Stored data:

☆ ☆ ☆ ☆

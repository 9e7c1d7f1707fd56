use serde::Serialize;
use serde::de::DeserializeOwned;
use serde_json::Value;
use std::collections::HashMap;
use std::future::Future;
use std::pin::Pin;
use std::sync::{Arc, Mutex, MutexGuard, PoisonError};
use tokio::sync::watch;
use tracing::{debug, warn};

use crate::cache::ResultCache;
use crate::clock::{Clock, TokioClock};
use crate::config::GovernorConfig;
use crate::error::{GovernorError, Result};
use crate::metrics::{BATCH_SIZE, CACHE_HITS, CACHE_MISSES};
use crate::models::{FetchOptions, ResolvedOptions};
use crate::rate_limit::RateLimiter;
use crate::retry::with_retry;

type OperationFuture = Pin<Box<dyn Future<Output = Result<Value>> + Send>>;
type Operation = Box<dyn FnMut() -> OperationFuture + Send>;

// Per-key failure, kept as message plus upstream status
#[derive(Debug, Clone)]
struct EntryError {
    message: String,
    status: Option<u16>,
}

type BatchResults = HashMap<String, std::result::Result<Value, EntryError>>;

// Request waiting for the next flush
struct BatchedRequest {
    key: String,
    operation: Operation,
    options: ResolvedOptions,
}

struct PendingBatch {
    requests: Vec<BatchedRequest>,
    done_tx: watch::Sender<Option<Arc<BatchResults>>>,
}

struct CoalescerInner {
    config: GovernorConfig,
    limiter: RateLimiter,
    cache: Arc<dyn ResultCache>,
    clock: Arc<dyn Clock>,
    pending: Mutex<Option<PendingBatch>>,
}

impl CoalescerInner {
    fn pending(&self) -> MutexGuard<'_, Option<PendingBatch>> {
        self.pending.lock().unwrap_or_else(PoisonError::into_inner)
    }
}

// Requests added within one batch window share a single flush
#[derive(Clone)]
pub struct BatchCoalescer {
    inner: Arc<CoalescerInner>,
}

impl BatchCoalescer {
    pub fn new(
        config: GovernorConfig,
        limiter: RateLimiter,
        cache: Arc<dyn ResultCache>,
        clock: Arc<dyn Clock>,
    ) -> Self {
        Self {
            inner: Arc::new(CoalescerInner {
                config,
                limiter,
                cache,
                clock,
                pending: Mutex::new(None),
            }),
        }
    }

    pub fn from_config(config: GovernorConfig, cache: Arc<dyn ResultCache>) -> Result<Self> {
        let clock: Arc<dyn Clock> = Arc::new(TokioClock);
        let limiter =
            RateLimiter::with_clock(config.rate_limit.clone(), config.admission_spacing, clock.clone())?;
        Ok(Self::new(config, limiter, cache, clock))
    }

    pub fn limiter(&self) -> &RateLimiter {
        &self.inner.limiter
    }

    pub fn cache(&self) -> &Arc<dyn ResultCache> {
        &self.inner.cache
    }

    pub fn config(&self) -> &GovernorConfig {
        &self.inner.config
    }

    pub async fn add<T, F, Fut>(&self, key: impl Into<String>, operation: F, options: FetchOptions) -> Result<T>
    where
        T: Serialize + DeserializeOwned + Send + 'static,
        F: Fn() -> Fut + Send + 'static,
        Fut: Future<Output = Result<T>> + Send + 'static,
    {
        let key = key.into();
        let config = &self.inner.config;
        let options = options.resolve(config.default_cache_ttl, config.retry.max_retries);
        let boxed: Operation = Box::new(move || -> OperationFuture {
            let fut = operation();
            Box::pin(async move { Ok(serde_json::to_value(fut.await?)?) })
        });

        let mut done_rx = self.enqueue(BatchedRequest {
            key: key.clone(),
            operation: boxed,
            options,
        });

        let results = match done_rx.wait_for(|results| results.is_some()).await {
            Ok(results) => Option::clone(&results),
            Err(_) => None,
        };
        let results = results.ok_or(GovernorError::BatchAborted)?;

        match results.get(&key) {
            Some(Ok(value)) => Ok(serde_json::from_value(value.clone())?),
            Some(Err(failure)) => Err(GovernorError::BatchEntry {
                key,
                message: failure.message.clone(),
                status: failure.status,
            }),
            None => Err(GovernorError::BatchAborted),
        }
    }

    fn enqueue(&self, request: BatchedRequest) -> watch::Receiver<Option<Arc<BatchResults>>> {
        let mut pending = self.inner.pending();
        let batch = pending.get_or_insert_with(|| {
            let (done_tx, _) = watch::channel(None);
            let inner = Arc::clone(&self.inner);
            tokio::spawn(flush_after_window(inner));
            PendingBatch {
                requests: Vec::new(),
                done_tx,
            }
        });
        debug!(key = %request.key, batch_len = batch.requests.len() + 1, "request joined batch");
        batch.requests.push(request);
        batch.done_tx.subscribe()
    }
}

async fn flush_after_window(inner: Arc<CoalescerInner>) {
    inner.clock.sleep(inner.config.batch_window).await;

    // Taken under the lock, so a later add opens a fresh batch
    let batch = inner.pending().take();
    let Some(batch) = batch else {
        return;
    };

    let results = execute_batch(&inner, batch.requests).await;
    // Receivers may all be gone; nothing to deliver then
    let _ = batch.done_tx.send(Some(Arc::new(results)));
}

async fn execute_batch(inner: &CoalescerInner, mut requests: Vec<BatchedRequest>) -> BatchResults {
    BATCH_SIZE.observe(requests.len() as f64);
    debug!(batch_len = requests.len(), "flushing batch");

    requests.sort_by(|a, b| b.options.priority.value().cmp(&a.options.priority.value()));

    let mut results = BatchResults::new();
    for mut request in requests {
        if request.options.cache {
            match inner.cache.get(&request.key).await {
                Ok(Some(value)) => {
                    CACHE_HITS.inc();
                    debug!(key = %request.key, "cache hit");
                    results.insert(request.key, Ok(value));
                    continue;
                }
                Ok(None) => CACHE_MISSES.inc(),
                Err(e) => {
                    CACHE_MISSES.inc();
                    warn!(key = %request.key, error = %e, "cache read failed, executing");
                }
            }
        }

        let retry = inner.config.retry.clone().with_max_retries(request.options.retries);
        let priority = request.options.priority.value();
        let outcome = async {
            inner.limiter.acquire_token(priority).await?;
            with_retry(inner.clock.as_ref(), &retry, || (request.operation)()).await
        }
        .await;
        inner.limiter.release_token();

        match outcome {
            Ok(value) => {
                if request.options.cache {
                    if let Err(e) = inner
                        .cache
                        .set(&request.key, value.clone(), Some(request.options.ttl))
                        .await
                    {
                        warn!(key = %request.key, error = %e, "cache write failed");
                    }
                }
                results.insert(request.key, Ok(value));
            }
            Err(e) => {
                warn!(key = %request.key, error = %e, "batched request failed");
                results.insert(
                    request.key,
                    Err(EntryError {
                        message: e.to_string(),
                        status: e.status(),
                    }),
                );
            }
        }
    }
    results
}
use axum::{
    Router,
    routing::{delete, get, post},
};
use clap::Parser; // for cli
use std::sync::Arc;
use std::time::Duration;
use tracing::info;
use tracing_subscriber::{EnvFilter, fmt, prelude::*};

use storefront_governor::batcher::BatchCoalescer;
use storefront_governor::cache::build_cache;
use storefront_governor::config::Args;
use storefront_governor::handlers::{health_handler, invalidate_handler, metrics_handler, query_handler};
use storefront_governor::state::AppState;
use storefront_governor::upstream::UpstreamClient;

#[tokio::main]
async fn main() -> anyhow::Result<()> {
    let filter = EnvFilter::try_from_default_env()
        .unwrap_or_else(|_| EnvFilter::new("storefront_governor=info"));
    tracing_subscriber::registry()
        .with(fmt::layer().with_target(false))
        .with(filter)
        .init();

    // parse cli arguments
    let args = Args::parse();
    let config = args.governor_config();
    config.rate_limit.validate()?;

    let sweep_interval = (args.sweep_interval > 0).then(|| Duration::from_secs(args.sweep_interval));
    let cache = build_cache(
        args.cache_backend,
        &args.redis_url,
        &config.cache_prefix,
        config.default_cache_ttl,
        sweep_interval,
    )
    .await?;

    let max_waiting_time = config.rate_limit.max_waiting_time;
    let rate_limit = config.rate_limit.clone();
    let governor = BatchCoalescer::from_config(config, cache)?;
    let upstream = UpstreamClient::new(
        reqwest::Client::new(),
        &args.endpoint,
        args.token_header.clone(),
        args.access_token.clone(),
    );

    info!(
        profile = args.profile.name(),
        requests_per_window = rate_limit.requests_per_window,
        window_ms = rate_limit.window.as_millis() as u64,
        queue_timeout_ms = rate_limit.queue_timeout.as_millis() as u64,
        "Rate limit configured"
    );
    info!("Forwarding to {}", upstream.endpoint());
    info!(backend = ?args.cache_backend, ttl_secs = args.cache_ttl, "Result cache ready");

    let state = Arc::new(AppState {
        governor,
        upstream,
        profile: args.profile,
        max_waiting_time,
    });

    //creating the router with routes
    let app = Router::new()
        .route("/health", get(health_handler))
        .route("/api/query", post(query_handler))
        .route("/api/cache/{key}", delete(invalidate_handler))
        .route("/metrics", get(metrics_handler))
        .with_state(state);

    let addr = format!("0.0.0.0:{}", args.port);
    let listener = tokio::net::TcpListener::bind(&addr).await?;

    info!("Gateway running on http://localhost:{}", args.port);
    axum::serve(listener, app).await?;
    Ok(())
}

☆ ☆ ☆ ☆

:: What to work on ::
Word for word, restate the entries from the first line to the line that has "use crate::rate_limit::RateLimiter;", both included, and nothing else.

:: Task result ::
repository 9e7c1d7f1707fd56
use serde::Serialize;
use serde::de::DeserializeOwned;
use serde_json::Value;
use std::collections::HashMap;
use std::future::Future;
use std::pin::Pin;
use std::sync::{Arc, Mutex, MutexGuard, PoisonError};
use tokio::sync::watch;
use tracing::{debug, warn};

use crate::cache::ResultCache;
use crate::clock::{Clock, TokioClock};
use crate::config::GovernorConfig;
use crate::error::{GovernorError, Result};
use crate::metrics::{BATCH_SIZE, CACHE_HITS, CACHE_MISSES};
use crate::models::{FetchOptions, ResolvedOptions};
use crate::rate_limit::RateLimiter;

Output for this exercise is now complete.